* **What to produce**
Look through the entries below and extract exactly the lines from the one containing "pub const BRIDGE_SC_NPROCESSORS_CONF: i32" through the one containing "pub(crate) const SYSCONF_TABLE: &Table", ends included.

Extracted records

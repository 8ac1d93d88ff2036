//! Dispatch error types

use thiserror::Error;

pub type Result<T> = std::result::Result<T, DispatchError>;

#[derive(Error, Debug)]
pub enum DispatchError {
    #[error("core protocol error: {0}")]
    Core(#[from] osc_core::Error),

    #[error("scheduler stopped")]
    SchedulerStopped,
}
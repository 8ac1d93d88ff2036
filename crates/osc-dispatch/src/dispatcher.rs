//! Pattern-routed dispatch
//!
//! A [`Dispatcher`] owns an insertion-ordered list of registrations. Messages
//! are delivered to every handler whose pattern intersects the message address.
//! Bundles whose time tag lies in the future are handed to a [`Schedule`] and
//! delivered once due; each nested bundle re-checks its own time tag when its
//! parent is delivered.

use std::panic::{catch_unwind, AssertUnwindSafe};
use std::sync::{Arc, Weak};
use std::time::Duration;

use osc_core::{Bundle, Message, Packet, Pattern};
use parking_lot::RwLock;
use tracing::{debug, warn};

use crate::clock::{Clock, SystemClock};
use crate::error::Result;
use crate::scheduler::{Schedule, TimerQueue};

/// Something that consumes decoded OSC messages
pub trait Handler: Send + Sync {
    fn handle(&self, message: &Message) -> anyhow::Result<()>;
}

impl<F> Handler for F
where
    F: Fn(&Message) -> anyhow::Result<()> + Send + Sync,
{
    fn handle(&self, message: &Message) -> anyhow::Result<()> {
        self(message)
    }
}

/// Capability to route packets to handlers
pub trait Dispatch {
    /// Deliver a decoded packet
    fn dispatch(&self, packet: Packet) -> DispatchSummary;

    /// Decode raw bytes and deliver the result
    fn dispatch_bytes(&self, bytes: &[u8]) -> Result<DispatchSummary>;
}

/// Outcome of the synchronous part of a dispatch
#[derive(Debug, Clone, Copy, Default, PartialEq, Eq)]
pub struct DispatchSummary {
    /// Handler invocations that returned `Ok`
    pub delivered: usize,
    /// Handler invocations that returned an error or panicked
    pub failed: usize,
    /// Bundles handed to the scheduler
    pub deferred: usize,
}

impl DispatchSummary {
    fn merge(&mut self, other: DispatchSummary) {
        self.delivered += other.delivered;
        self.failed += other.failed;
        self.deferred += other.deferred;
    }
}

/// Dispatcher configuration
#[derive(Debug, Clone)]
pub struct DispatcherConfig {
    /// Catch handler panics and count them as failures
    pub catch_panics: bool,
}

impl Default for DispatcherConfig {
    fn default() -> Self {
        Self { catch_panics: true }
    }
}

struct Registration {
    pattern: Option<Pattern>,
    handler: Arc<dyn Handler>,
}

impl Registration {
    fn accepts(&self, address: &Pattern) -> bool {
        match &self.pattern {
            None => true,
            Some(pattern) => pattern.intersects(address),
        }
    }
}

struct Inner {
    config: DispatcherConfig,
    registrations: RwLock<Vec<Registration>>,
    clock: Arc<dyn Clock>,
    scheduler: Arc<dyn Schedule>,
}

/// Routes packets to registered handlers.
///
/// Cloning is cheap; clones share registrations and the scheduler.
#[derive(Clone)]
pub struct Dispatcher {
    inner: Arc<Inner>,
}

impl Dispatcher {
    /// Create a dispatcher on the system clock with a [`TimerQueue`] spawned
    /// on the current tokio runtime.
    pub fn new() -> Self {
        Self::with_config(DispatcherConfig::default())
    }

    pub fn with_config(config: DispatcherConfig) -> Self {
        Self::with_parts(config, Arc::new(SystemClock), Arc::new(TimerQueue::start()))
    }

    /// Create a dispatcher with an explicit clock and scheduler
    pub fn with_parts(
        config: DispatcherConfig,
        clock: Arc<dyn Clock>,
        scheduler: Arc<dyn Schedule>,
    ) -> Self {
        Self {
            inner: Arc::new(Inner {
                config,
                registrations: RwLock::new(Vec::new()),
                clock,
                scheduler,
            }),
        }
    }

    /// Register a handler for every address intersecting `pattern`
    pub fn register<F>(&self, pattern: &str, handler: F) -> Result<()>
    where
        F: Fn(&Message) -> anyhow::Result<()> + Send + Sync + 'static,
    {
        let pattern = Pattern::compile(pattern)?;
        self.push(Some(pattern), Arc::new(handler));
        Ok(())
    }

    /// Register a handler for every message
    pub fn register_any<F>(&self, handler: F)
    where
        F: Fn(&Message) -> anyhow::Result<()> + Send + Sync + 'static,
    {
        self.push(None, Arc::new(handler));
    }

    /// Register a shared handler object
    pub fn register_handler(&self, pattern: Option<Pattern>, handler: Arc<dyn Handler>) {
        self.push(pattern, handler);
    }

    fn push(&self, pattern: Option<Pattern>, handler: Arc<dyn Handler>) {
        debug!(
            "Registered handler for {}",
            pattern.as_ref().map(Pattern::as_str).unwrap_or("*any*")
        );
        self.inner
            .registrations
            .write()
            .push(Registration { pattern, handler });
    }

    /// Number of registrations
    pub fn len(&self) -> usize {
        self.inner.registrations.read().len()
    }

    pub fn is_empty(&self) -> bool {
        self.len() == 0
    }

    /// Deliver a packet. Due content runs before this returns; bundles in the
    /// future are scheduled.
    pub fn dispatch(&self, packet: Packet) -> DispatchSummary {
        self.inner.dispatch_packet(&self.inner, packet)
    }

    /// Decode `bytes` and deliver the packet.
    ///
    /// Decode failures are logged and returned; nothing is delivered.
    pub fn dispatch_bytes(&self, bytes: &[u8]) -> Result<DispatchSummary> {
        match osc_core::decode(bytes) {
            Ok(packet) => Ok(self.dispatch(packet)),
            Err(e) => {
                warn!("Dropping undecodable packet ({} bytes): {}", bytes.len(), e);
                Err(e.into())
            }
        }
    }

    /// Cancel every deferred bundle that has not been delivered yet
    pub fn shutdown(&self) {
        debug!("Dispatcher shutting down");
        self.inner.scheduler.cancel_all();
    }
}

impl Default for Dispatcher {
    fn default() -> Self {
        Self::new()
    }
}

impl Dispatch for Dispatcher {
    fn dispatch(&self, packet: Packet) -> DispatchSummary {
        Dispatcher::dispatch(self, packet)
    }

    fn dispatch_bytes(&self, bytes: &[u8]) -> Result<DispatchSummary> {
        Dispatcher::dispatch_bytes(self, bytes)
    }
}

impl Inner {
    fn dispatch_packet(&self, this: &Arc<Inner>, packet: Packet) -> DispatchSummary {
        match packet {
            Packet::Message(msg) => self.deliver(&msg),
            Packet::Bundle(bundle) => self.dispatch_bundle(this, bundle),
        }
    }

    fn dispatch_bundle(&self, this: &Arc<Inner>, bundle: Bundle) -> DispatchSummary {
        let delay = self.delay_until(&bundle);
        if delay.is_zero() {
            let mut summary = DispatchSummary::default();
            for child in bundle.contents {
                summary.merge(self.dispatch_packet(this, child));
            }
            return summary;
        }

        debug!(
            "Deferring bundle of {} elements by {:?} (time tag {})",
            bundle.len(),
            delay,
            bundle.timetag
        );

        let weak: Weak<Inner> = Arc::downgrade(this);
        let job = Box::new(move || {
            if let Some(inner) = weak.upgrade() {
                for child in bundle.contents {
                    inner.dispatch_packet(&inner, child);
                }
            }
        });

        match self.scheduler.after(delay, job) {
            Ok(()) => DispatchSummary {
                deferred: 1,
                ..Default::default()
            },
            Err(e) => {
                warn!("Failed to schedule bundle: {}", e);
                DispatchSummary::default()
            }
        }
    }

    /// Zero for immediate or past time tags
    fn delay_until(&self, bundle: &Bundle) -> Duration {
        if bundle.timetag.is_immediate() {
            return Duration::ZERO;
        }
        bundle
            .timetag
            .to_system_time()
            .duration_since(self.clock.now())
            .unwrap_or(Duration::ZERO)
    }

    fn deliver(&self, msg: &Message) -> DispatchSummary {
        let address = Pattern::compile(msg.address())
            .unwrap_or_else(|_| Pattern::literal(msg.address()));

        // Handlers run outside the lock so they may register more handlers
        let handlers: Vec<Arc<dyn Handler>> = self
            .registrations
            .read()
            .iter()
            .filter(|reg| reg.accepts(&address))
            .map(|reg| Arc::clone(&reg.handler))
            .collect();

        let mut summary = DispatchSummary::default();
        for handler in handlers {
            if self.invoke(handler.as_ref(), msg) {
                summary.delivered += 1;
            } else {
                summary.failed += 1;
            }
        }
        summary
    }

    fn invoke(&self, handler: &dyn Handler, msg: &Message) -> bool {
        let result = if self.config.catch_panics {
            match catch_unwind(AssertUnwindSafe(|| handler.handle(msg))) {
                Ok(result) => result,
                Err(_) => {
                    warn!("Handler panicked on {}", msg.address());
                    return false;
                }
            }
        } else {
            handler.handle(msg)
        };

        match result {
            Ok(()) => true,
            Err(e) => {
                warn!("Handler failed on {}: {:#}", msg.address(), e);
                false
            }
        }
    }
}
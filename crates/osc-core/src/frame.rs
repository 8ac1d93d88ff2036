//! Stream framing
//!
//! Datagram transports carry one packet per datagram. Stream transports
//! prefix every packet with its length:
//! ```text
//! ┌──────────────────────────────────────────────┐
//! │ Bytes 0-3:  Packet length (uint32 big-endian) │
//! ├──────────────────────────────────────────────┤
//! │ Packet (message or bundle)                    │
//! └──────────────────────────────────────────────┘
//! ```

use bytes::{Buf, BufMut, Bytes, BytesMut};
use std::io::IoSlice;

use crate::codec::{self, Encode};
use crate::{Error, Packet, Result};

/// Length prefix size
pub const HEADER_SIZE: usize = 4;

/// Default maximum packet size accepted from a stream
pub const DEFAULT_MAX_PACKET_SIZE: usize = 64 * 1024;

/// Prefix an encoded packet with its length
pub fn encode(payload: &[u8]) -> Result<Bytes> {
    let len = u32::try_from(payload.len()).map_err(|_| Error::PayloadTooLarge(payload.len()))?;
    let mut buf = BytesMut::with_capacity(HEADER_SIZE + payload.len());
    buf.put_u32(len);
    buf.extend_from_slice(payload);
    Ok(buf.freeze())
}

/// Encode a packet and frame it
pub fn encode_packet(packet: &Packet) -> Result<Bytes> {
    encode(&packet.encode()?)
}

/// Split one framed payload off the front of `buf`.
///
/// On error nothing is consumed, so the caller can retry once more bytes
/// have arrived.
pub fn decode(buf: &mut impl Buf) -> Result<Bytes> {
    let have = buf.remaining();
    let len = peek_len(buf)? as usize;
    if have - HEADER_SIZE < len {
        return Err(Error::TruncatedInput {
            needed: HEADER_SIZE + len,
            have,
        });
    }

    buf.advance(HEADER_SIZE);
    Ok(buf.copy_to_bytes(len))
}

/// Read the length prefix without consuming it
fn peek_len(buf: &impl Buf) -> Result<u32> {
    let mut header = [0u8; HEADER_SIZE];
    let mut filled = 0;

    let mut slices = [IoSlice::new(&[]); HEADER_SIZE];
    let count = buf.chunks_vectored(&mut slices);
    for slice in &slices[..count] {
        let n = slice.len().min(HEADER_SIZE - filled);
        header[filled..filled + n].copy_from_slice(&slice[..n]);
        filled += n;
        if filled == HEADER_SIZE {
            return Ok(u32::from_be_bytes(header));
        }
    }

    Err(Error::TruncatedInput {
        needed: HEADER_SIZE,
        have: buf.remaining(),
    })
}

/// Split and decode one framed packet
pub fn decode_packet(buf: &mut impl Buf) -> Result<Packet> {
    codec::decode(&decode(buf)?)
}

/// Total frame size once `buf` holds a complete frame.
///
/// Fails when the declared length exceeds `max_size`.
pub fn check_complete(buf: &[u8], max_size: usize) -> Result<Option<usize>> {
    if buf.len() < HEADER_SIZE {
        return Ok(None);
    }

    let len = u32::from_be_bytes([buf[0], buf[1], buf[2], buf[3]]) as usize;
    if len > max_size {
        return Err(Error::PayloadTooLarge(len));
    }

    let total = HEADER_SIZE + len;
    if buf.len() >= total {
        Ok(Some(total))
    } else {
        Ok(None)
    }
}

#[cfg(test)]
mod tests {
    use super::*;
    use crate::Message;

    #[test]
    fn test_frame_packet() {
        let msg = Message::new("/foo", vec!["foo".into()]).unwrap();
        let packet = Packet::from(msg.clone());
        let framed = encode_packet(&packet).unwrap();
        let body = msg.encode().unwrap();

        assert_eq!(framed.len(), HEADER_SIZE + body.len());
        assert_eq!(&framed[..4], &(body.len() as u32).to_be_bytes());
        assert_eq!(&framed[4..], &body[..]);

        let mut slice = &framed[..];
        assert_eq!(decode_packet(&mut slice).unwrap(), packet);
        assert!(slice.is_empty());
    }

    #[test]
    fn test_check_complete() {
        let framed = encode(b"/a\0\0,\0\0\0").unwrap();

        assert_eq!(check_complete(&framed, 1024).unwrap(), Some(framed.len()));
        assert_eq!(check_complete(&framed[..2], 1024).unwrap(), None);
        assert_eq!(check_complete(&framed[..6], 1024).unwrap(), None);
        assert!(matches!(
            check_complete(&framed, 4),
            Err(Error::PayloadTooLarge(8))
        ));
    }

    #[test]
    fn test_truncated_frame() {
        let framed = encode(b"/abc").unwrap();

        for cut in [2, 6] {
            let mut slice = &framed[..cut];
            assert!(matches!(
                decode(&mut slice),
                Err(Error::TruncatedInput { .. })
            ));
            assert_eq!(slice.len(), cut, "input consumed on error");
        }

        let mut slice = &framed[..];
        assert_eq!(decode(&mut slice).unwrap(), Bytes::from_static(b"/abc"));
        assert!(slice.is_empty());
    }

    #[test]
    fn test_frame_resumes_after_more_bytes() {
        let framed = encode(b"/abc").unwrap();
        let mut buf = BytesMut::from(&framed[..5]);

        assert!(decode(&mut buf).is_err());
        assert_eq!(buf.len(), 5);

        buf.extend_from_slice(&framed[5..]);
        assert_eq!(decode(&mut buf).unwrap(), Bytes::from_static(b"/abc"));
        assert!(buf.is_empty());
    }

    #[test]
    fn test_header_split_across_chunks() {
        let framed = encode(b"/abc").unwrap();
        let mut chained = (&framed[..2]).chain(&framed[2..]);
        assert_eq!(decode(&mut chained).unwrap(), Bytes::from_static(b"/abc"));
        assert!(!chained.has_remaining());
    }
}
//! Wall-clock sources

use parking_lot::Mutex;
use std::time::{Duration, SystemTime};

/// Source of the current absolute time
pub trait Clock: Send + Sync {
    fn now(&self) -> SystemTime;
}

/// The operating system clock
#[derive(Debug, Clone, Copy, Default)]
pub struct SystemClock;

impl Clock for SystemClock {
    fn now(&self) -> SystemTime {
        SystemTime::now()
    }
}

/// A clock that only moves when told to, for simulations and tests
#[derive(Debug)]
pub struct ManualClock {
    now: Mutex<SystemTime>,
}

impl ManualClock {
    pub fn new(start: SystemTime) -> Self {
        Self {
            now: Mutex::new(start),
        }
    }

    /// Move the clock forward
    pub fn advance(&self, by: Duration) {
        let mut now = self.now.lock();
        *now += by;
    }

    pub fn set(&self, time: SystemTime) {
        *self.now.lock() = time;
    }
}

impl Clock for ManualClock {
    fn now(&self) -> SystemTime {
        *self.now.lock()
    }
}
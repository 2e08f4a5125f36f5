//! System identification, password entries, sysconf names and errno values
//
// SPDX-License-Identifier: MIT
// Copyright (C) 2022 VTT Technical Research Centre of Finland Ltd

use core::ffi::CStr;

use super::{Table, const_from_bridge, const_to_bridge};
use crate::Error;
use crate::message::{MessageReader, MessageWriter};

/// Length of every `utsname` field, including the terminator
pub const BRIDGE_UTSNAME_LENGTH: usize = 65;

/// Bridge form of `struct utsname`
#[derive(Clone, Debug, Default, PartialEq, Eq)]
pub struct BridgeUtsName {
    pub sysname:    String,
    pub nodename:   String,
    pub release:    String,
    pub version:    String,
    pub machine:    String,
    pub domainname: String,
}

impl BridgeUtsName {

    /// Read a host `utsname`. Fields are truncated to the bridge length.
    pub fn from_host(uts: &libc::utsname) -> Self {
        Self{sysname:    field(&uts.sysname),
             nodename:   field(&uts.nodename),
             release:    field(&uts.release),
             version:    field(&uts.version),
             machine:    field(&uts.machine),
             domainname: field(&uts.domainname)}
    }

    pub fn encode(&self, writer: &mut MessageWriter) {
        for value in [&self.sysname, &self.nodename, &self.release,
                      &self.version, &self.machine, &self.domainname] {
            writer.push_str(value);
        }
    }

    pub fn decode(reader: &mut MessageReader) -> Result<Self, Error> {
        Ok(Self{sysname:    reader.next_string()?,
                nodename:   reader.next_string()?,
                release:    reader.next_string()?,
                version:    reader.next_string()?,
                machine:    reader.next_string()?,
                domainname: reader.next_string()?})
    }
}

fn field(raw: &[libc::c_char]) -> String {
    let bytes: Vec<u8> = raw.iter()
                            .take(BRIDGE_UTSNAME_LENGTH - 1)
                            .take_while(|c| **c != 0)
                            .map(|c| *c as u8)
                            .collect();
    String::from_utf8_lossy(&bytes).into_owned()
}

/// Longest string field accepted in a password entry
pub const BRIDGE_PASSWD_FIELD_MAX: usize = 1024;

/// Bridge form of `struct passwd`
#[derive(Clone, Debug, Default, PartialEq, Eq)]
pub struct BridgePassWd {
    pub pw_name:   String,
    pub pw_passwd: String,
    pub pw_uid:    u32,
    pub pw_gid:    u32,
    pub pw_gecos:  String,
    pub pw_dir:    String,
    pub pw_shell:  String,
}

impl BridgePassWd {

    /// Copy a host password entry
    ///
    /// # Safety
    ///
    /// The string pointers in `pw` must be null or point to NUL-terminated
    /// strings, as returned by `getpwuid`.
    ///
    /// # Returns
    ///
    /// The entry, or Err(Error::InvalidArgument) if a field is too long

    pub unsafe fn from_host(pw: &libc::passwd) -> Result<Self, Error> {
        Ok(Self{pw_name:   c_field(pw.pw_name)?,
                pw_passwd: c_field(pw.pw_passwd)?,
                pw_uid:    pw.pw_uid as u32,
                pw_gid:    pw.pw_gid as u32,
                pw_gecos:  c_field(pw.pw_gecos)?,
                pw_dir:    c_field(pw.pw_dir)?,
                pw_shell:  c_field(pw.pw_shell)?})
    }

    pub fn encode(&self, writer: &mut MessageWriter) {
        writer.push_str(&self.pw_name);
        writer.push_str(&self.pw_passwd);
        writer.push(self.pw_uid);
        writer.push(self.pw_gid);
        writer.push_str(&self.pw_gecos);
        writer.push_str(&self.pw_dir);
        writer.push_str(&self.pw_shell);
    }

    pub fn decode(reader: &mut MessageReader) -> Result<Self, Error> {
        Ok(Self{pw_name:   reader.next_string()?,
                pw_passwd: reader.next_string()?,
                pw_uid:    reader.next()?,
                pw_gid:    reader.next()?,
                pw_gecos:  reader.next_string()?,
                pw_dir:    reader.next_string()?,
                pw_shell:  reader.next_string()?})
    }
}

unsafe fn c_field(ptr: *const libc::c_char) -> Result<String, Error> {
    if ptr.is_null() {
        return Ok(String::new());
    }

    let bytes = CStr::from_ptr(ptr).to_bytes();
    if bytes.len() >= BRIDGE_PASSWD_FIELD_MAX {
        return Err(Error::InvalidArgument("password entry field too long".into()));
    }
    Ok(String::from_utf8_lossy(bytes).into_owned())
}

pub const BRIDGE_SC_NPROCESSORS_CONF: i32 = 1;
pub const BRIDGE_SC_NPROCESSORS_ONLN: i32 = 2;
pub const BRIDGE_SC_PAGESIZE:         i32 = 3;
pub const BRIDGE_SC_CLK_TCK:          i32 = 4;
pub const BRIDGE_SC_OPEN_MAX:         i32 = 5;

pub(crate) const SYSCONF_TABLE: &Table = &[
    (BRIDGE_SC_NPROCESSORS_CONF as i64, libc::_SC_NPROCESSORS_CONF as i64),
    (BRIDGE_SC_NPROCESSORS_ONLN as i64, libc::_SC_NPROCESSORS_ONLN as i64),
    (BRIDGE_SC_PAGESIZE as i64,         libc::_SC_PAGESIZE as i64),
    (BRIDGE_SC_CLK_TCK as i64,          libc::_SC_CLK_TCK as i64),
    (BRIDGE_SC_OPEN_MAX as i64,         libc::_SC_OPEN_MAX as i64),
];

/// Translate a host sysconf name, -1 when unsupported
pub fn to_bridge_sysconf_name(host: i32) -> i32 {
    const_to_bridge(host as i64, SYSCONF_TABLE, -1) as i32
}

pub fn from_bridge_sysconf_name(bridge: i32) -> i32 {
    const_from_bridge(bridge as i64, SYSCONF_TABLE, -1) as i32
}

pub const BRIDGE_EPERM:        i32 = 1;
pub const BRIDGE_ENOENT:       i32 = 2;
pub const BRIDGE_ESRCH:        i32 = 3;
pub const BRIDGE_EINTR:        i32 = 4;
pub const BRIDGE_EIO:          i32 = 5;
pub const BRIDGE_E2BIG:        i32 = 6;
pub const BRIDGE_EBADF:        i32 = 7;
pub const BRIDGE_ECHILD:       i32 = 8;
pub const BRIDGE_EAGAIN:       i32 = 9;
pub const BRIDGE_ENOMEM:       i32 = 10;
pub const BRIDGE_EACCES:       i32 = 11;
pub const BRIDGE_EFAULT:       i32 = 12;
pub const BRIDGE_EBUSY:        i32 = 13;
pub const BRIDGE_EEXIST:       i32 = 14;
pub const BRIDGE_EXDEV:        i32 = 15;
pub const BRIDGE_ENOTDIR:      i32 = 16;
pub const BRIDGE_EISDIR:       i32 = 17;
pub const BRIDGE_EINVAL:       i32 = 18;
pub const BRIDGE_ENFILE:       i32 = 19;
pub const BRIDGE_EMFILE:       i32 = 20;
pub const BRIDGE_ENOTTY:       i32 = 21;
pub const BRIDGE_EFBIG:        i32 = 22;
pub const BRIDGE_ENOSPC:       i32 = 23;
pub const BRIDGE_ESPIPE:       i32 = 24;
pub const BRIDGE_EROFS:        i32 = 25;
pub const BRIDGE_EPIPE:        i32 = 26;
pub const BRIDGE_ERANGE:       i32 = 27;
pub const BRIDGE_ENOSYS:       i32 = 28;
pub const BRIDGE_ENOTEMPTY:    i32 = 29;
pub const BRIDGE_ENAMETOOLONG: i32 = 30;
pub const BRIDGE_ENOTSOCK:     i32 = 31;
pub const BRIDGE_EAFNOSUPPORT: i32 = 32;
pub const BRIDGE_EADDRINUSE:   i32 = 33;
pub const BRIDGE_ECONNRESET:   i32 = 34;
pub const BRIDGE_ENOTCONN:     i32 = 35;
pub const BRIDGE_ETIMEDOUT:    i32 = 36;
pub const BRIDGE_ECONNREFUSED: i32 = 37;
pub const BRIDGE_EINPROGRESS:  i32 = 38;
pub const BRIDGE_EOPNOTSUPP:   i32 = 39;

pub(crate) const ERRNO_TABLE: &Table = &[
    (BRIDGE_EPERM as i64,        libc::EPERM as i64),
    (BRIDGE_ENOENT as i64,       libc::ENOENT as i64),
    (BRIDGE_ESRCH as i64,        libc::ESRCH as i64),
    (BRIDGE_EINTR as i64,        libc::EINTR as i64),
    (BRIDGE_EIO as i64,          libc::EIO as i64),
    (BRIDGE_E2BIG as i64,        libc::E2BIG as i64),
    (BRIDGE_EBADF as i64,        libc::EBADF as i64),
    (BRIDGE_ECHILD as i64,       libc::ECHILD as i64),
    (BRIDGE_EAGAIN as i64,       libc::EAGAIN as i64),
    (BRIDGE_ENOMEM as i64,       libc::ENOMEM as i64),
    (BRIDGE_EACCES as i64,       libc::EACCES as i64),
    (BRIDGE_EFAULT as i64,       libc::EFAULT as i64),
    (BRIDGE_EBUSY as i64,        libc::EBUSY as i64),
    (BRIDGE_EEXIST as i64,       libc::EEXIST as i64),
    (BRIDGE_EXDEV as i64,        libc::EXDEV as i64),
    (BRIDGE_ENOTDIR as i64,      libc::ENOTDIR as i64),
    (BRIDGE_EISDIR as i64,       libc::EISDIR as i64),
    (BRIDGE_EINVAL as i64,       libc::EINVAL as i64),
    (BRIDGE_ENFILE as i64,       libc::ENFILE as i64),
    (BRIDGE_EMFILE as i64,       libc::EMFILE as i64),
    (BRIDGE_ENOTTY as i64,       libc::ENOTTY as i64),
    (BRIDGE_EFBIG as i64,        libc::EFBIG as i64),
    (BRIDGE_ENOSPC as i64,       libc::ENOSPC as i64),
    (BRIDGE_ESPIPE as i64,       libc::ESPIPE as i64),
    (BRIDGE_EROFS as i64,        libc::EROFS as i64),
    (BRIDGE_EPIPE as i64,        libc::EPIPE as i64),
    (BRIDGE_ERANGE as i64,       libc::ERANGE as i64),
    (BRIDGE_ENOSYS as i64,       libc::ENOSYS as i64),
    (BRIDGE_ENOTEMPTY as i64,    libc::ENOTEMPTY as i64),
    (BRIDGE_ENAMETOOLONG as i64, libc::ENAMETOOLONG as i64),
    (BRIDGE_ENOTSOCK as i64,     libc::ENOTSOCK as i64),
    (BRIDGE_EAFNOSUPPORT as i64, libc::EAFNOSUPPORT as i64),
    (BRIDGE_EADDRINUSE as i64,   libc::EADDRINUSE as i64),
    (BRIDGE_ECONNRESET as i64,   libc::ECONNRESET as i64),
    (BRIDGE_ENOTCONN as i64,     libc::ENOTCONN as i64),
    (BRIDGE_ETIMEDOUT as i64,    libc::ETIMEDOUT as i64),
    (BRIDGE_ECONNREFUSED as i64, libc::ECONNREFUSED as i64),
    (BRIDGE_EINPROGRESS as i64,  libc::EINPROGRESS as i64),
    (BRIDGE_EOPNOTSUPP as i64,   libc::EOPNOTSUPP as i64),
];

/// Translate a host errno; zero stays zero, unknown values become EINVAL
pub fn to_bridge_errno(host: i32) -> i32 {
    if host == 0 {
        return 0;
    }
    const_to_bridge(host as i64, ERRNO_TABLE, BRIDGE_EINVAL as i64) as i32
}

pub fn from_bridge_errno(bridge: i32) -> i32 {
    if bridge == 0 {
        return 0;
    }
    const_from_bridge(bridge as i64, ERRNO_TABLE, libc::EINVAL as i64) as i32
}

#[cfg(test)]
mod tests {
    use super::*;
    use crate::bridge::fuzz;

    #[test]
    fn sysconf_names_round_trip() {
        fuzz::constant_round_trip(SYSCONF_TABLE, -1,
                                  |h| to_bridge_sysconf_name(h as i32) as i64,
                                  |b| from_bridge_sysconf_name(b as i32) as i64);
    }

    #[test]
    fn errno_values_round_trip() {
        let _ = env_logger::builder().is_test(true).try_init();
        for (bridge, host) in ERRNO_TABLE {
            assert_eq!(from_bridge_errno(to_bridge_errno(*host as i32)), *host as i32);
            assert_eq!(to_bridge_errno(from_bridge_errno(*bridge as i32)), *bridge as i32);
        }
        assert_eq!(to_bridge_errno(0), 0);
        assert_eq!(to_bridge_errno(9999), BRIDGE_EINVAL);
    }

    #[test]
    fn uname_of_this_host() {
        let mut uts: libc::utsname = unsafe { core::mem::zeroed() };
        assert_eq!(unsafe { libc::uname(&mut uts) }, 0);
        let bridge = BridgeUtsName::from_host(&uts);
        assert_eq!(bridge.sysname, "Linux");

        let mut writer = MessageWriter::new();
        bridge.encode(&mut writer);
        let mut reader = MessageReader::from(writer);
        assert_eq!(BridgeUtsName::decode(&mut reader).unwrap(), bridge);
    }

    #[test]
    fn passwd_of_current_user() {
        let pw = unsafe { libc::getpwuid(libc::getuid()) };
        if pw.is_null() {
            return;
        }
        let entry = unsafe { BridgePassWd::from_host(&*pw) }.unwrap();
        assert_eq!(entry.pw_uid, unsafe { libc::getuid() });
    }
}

* **Output below**
pub const BRIDGE_SC_NPROCESSORS_CONF: i32 = 1;
pub const BRIDGE_SC_NPROCESSORS_ONLN: i32 = 2;
pub const BRIDGE_SC_PAGESIZE:         i32 = 3;
pub const BRIDGE_SC_CLK_TCK:          i32 = 4;
pub const BRIDGE_SC_OPEN_MAX:         i32 = 5;

pub(crate) const SYSCONF_TABLE: &Table = &[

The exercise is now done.